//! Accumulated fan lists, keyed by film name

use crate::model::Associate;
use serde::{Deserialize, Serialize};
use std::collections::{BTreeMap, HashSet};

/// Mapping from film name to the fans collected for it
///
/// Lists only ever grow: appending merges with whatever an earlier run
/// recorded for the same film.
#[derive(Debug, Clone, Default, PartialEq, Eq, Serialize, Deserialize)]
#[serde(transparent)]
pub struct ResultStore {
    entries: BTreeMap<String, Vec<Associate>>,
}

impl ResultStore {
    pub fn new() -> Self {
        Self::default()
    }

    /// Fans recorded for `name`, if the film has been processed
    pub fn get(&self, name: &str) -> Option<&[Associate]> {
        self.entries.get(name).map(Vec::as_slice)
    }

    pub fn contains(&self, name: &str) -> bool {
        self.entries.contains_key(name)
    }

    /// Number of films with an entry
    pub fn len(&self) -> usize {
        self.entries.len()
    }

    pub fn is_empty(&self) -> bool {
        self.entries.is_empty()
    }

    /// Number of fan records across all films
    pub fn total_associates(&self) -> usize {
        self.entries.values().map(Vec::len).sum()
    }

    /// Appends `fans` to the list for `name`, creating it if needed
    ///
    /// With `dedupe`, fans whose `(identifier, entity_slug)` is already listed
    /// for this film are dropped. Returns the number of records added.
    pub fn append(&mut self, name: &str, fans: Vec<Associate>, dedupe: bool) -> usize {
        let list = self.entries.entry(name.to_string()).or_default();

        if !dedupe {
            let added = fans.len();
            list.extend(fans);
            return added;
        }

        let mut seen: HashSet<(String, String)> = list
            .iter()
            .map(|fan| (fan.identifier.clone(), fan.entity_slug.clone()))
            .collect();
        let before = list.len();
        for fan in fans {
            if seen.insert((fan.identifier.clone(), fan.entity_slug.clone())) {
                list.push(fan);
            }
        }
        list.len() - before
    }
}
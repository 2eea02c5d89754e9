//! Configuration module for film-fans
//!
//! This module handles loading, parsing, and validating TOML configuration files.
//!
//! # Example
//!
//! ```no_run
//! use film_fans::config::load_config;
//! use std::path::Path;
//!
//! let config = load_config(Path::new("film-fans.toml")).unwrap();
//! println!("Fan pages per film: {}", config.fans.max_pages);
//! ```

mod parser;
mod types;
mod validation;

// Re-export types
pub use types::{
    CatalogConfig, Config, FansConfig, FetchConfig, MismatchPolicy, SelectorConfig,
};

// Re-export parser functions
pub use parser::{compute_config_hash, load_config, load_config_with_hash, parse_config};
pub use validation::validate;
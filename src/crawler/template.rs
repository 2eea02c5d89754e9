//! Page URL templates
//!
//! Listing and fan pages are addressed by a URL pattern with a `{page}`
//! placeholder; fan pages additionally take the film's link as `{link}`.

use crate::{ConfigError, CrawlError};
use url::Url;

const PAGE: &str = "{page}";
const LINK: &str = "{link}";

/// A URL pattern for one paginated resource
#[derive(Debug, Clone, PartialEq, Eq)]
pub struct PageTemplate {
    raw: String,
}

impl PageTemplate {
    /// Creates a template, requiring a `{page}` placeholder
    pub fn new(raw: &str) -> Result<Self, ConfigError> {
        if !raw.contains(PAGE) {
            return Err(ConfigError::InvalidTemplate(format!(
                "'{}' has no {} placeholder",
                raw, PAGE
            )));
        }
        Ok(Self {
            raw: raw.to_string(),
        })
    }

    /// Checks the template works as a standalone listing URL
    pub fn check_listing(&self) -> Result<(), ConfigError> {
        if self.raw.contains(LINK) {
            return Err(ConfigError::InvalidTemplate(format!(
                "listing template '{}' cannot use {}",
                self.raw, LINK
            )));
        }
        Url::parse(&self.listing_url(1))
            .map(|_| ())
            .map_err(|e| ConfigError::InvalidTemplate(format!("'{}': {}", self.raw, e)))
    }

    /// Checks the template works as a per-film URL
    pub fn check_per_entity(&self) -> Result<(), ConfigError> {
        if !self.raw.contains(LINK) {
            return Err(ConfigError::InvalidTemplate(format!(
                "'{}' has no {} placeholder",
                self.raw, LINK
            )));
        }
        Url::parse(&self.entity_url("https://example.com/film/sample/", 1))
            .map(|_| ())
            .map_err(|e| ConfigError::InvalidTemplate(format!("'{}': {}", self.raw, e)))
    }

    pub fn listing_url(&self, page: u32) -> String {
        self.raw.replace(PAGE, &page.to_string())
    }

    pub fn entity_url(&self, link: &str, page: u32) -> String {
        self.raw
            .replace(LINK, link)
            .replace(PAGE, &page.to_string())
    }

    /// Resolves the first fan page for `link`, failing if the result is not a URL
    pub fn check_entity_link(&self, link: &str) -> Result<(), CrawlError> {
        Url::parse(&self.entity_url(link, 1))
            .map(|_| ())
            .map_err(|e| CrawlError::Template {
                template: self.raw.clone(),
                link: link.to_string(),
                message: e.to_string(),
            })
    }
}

══════════════════════════════

*WHAT IS NEEDED:* Please repeat all the records above exactly as they appear.

*ANSWER BELOW:*
//! Accumulated fan lists, keyed by film name

use crate::model::Associate;
use serde::{Deserialize, Serialize};
use std::collections::{BTreeMap, HashSet};

/// Mapping from film name to the fans collected for it
///
/// Lists only ever grow: appending merges with whatever an earlier run
/// recorded for the same film.
#[derive(Debug, Clone, Default, PartialEq, Eq, Serialize, Deserialize)]
#[serde(transparent)]
pub struct ResultStore {
    entries: BTreeMap<String, Vec<Associate>>,
}

impl ResultStore {
    pub fn new() -> Self {
        Self::default()
    }

    /// Fans recorded for `name`, if the film has been processed
    pub fn get(&self, name: &str) -> Option<&[Associate]> {
        self.entries.get(name).map(Vec::as_slice)
    }

    pub fn contains(&self, name: &str) -> bool {
        self.entries.contains_key(name)
    }

    /// Number of films with an entry
    pub fn len(&self) -> usize {
        self.entries.len()
    }

    pub fn is_empty(&self) -> bool {
        self.entries.is_empty()
    }

    /// Number of fan records across all films
    pub fn total_associates(&self) -> usize {
        self.entries.values().map(Vec::len).sum()
    }

    /// Appends `fans` to the list for `name`, creating it if needed
    ///
    /// With `dedupe`, fans whose `(identifier, entity_slug)` is already listed
    /// for this film are dropped. Returns the number of records added.
    pub fn append(&mut self, name: &str, fans: Vec<Associate>, dedupe: bool) -> usize {
        let list = self.entries.entry(name.to_string()).or_default();

        if !dedupe {
            let added = fans.len();
            list.extend(fans);
            return added;
        }

        let mut seen: HashSet<(String, String)> = list
            .iter()
            .map(|fan| (fan.identifier.clone(), fan.entity_slug.clone()))
            .collect();
        let before = list.len();
        for fan in fans {
            if seen.insert((fan.identifier.clone(), fan.entity_slug.clone())) {
                list.push(fan);
            }
        }
        list.len() - before
    }
}
repository 2eea02c5d89754e9
//! Configuration module for film-fans
//!
//! This module handles loading, parsing, and validating TOML configuration files.
//!
//! # Example
//!
//! ```no_run
//! use film_fans::config::load_config;
//! use std::path::Path;
//!
//! let config = load_config(Path::new("film-fans.toml")).unwrap();
//! println!("Fan pages per film: {}", config.fans.max_pages);
//! ```

mod parser;
mod types;
mod validation;

// Re-export types
pub use types::{
    CatalogConfig, Config, FansConfig, FetchConfig, MismatchPolicy, SelectorConfig,
};

// Re-export parser functions
pub use parser::{compute_config_hash, load_config, load_config_with_hash, parse_config};
pub use validation::validate;
filename src/crawler/template.rs
repository 2eea02c5d89754e9
//! Page URL templates
//!
//! Listing and fan pages are addressed by a URL pattern with a `{page}`
//! placeholder; fan pages additionally take the film's link as `{link}`.

use crate::{ConfigError, CrawlError};
use url::Url;

const PAGE: &str = "{page}";
const LINK: &str = "{link}";

/// A URL pattern for one paginated resource
#[derive(Debug, Clone, PartialEq, Eq)]
pub struct PageTemplate {
    raw: String,
}

impl PageTemplate {
    /// Creates a template, requiring a `{page}` placeholder
    pub fn new(raw: &str) -> Result<Self, ConfigError> {
        if !raw.contains(PAGE) {
            return Err(ConfigError::InvalidTemplate(format!(
                "'{}' has no {} placeholder",
                raw, PAGE
            )));
        }
        Ok(Self {
            raw: raw.to_string(),
        })
    }

    /// Checks the template works as a standalone listing URL
    pub fn check_listing(&self) -> Result<(), ConfigError> {
        if self.raw.contains(LINK) {
            return Err(ConfigError::InvalidTemplate(format!(
                "listing template '{}' cannot use {}",
                self.raw, LINK
            )));
        }
        Url::parse(&self.listing_url(1))
            .map(|_| ())
            .map_err(|e| ConfigError::InvalidTemplate(format!("'{}': {}", self.raw, e)))
    }

    /// Checks the template works as a per-film URL
    pub fn check_per_entity(&self) -> Result<(), ConfigError> {
        if !self.raw.contains(LINK) {
            return Err(ConfigError::InvalidTemplate(format!(
                "'{}' has no {} placeholder",
                self.raw, LINK
            )));
        }
        Url::parse(&self.entity_url("https://example.com/film/sample/", 1))
            .map(|_| ())
            .map_err(|e| ConfigError::InvalidTemplate(format!("'{}': {}", self.raw, e)))
    }

    pub fn listing_url(&self, page: u32) -> String {
        self.raw.replace(PAGE, &page.to_string())
    }

    pub fn entity_url(&self, link: &str, page: u32) -> String {
        self.raw
            .replace(LINK, link)
            .replace(PAGE, &page.to_string())
    }

    /// Resolves the first fan page for `link`, failing if the result is not a URL
    pub fn check_entity_link(&self, link: &str) -> Result<(), CrawlError> {
        Url::parse(&self.entity_url(link, 1))
            .map(|_| ())
            .map_err(|e| CrawlError::Template {
                template: self.raw.clone(),
                link: link.to_string(),
                message: e.to_string(),
            })
    }
}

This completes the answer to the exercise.